**Your task**: List each line of the data that holds the string "asymptotic".

**The records**:
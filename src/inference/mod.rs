//! Parameter estimation for the A distribution and evaluation of estimators.
//!
//! One estimation trial turns a sample into a [`Simulation`]: the true
//! parameter the sample was drawn at, the point estimate, and a
//! [`ConfidenceInterval`]. Two estimators produce these records:
//!
//! - [`classical`]: maximum likelihood with an asymptotic normal interval
//!   built from the observed Fisher information.
//! - [`bayesian`]: random-walk Metropolis on the posterior, reporting the
//!   posterior mean and the highest-density interval.
//!
//! [`summarize`] reduces a batch of records sharing the same true parameter
//! and sample size into bias, mean squared error and empirical coverage.
//!
//! # Example
//!
//! ```
//! use alshenawy::inference::{summarize, ConfidenceInterval, Simulation};
//!
//! let ci = ConfidenceInterval::new(0.8, 1.3).unwrap();
//! let sims = [
//!     Simulation::new(50, 1.0, 0.9, ci).unwrap(),
//!     Simulation::new(50, 1.0, 1.2, ci).unwrap(),
//! ];
//! let summary = summarize(&sims).unwrap();
//! assert!((summary.bias - 0.05).abs() < 1e-12);
//! assert_eq!(summary.coverage_probability, 1.0);
//! ```

pub mod bayesian;
pub mod classical;
mod interval;
pub mod mcmc;
mod summary;

#[cfg(test)]
mod tests;

pub use interval::{ConfidenceInterval, Simulation};
pub use summary::{summarize, Summary};

use thiserror::Error;

use crate::optim::OptimError;
use crate::stats::StatsError;

/// Errors from estimation and aggregation.
#[derive(Debug, Clone, PartialEq, Error)]
pub enum InferenceError {
    /// Interval lower bound above its upper bound, or a NaN bound.
    #[error("invalid confidence interval [{lower}, {upper}]")]
    InvalidInterval { lower: f64, upper: f64 },
    /// The optimizer or sampler did not produce a usable estimate.
    #[error("numerical estimation failed: {0}")]
    NumericalEstimation(#[from] NumericalFailure),
    /// Records in a batch disagree on true parameter or sample size.
    #[error("simulation {index} does not match the batch's true_param and sample_size")]
    InconsistentBatch { index: usize },
    /// Aggregation over zero records.
    #[error("cannot summarize an empty batch")]
    EmptyBatch,
    /// Sample size must be at least 1.
    #[error("invalid sample size {0}")]
    InvalidSampleSize(usize),
    /// Significance level outside (0, 1).
    #[error("significance level must lie in (0, 1), got {0}")]
    InvalidSignificance(f64),
    /// A distribution or prior parameter is out of range.
    #[error(transparent)]
    InvalidParameter(#[from] StatsError),
    /// Sampler configuration that cannot produce draws.
    #[error("invalid sampler settings: {0}")]
    InvalidSamplerSettings(&'static str),
}

/// Why a numerical estimate could not be formed.
#[derive(Debug, Clone, PartialEq, Error)]
pub enum NumericalFailure {
    #[error(transparent)]
    Optimizer(#[from] OptimError),
    #[error("observed information {0} is not positive and finite")]
    ObservedInformation(f64),
    #[error("estimate {0} is not finite")]
    NonFiniteEstimate(f64),
    #[error("log posterior is not finite at the initial point beta = {0}")]
    InitialPoint(f64),
}

impl From<OptimError> for InferenceError {
    fn from(e: OptimError) -> Self {
        InferenceError::NumericalEstimation(NumericalFailure::Optimizer(e))
    }
}

pub(crate) fn check_significance(alpha: f64) -> Result<f64, InferenceError> {
    if alpha > 0.0 && alpha < 1.0 {
        Ok(alpha)
    } else {
        Err(InferenceError::InvalidSignificance(alpha))
    }
}

pub(crate) fn check_sample_size(n: usize) -> Result<usize, InferenceError> {
    if n == 0 {
        Err(InferenceError::InvalidSampleSize(n))
    } else {
        Ok(n)
    }
}
//! # alshenawy
//!
//! Alshenawy's A distribution, estimators for its shape parameter, and a
//! Monte-Carlo harness that measures how well those estimators work.
//!
//! ## Quick start
//!
//! ```
//! use alshenawy::inference::classical;
//! use alshenawy::optim::MinimizeSettings;
//! use alshenawy::stats::a_dist;
//! use rand::{rngs::StdRng, SeedableRng};
//!
//! let mut rng = StdRng::seed_from_u64(42);
//! let sample = a_dist::sample(2.0, 500, &mut rng).unwrap();
//! let sim = classical::estimate_sample(2.0, &sample, 1.0, 0.05, &MinimizeSettings::default())
//!     .unwrap();
//! assert!((sim.estimated_param() - 2.0).abs() < 0.5);
//! ```
//!
//! ## Modules
//!
//! - [`stats`]: the A distribution ([`stats::Alshenawy`] and free functions
//!   `pdf`, `cdf`, `log_pdf`, `log_cdf`, `quantile`, `sample` in
//!   [`stats::a_dist`]), the Normal law used for asymptotic intervals, the
//!   Gamma / Exponential / Uniform / HalfNormal priors, and a one-sample
//!   Kolmogorov–Smirnov test.
//!
//! - [`special`]: `lgamma`, regularized incomplete gamma, `erf` / `erfc`.
//!
//! - [`optim`]: scalar BFGS and Newton minimization with finite-difference
//!   derivatives, reporting the inverse curvature at the optimum.
//!
//! - [`inference`]: [`inference::ConfidenceInterval`] and
//!   [`inference::Simulation`] records, the classical (maximum-likelihood)
//!   and Bayesian (Metropolis) estimators, and [`inference::summarize`].
//!
//! - [`montecarlo`]: grids of (β, n) cells run trial by trial, in parallel
//!   with the `parallel` feature.
//!
//! - `config`: TOML study configuration (requires the `cli` feature).
//!
//! - [`traits`]: [`FloatScalar`], the `f32`/`f64` bound of the numeric code.
//!
//! ## Cargo features
//!
//! | Feature    | Default | Description |
//! |------------|---------|-------------|
//! | `parallel` | yes     | Run trials and MCMC chains on the rayon thread pool |
//! | `cli`      | yes     | TOML configuration and the `alshenawy-sim` binary |

#[cfg(feature = "cli")]
pub mod config;
pub mod inference;
pub mod montecarlo;
pub mod optim;
pub mod special;
pub mod stats;
pub mod traits;

pub use traits::{FloatScalar, Scalar};
//! Log-gamma via the Lanczos approximation.

use super::{lanczos_sum, LANCZOS_G};
use crate::FloatScalar;

/// Natural logarithm of the gamma function, ln Γ(x).
///
/// Uses the Lanczos approximation in log space to avoid overflow for large
/// arguments. For x < 0.5, uses the reflection formula in log space.
/// Returns infinity at non-positive integer poles and NaN for NaN input.
///
/// # Example
///
/// ```
/// use alshenawy::special::lgamma;
///
/// // ln Γ(1) = 0
/// assert!(lgamma(1.0_f64).abs() < 1e-14);
///
/// // ln Γ(100), no overflow
/// let val = lgamma(100.0_f64);
/// assert!((val - 359.1342053695754).abs() < 1e-8);
/// ```
pub fn lgamma<T: FloatScalar>(x: T) -> T {
    let zero = T::zero();
    let one = T::one();
    let half = T::lit(0.5);

    if x.is_nan() {
        return x;
    }

    // Non-positive integers: poles → +infinity
    if x <= zero && x == x.floor() {
        return T::infinity();
    }

    // Reflection formula in log space for x < 0.5
    if x < half {
        let pi = T::lit(core::f64::consts::PI);
        let sin_pi_x = (pi * x).sin().abs();
        if sin_pi_x == zero {
            return T::infinity();
        }
        return pi.ln() - sin_pi_x.ln() - lgamma(one - x);
    }

    let z = x - one;
    let t = z + T::lit(LANCZOS_G) + half;
    let ln_sqrt_2pi = T::lit(0.5 * core::f64::consts::TAU.ln());

    ln_sqrt_2pi + (z + half) * t.ln() - t + lanczos_sum(z).ln()
}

**Answer area**:
//! - [`classical`]: maximum likelihood with an asymptotic normal interval
//!   [`stats::a_dist`]), the Normal law used for asymptotic intervals, the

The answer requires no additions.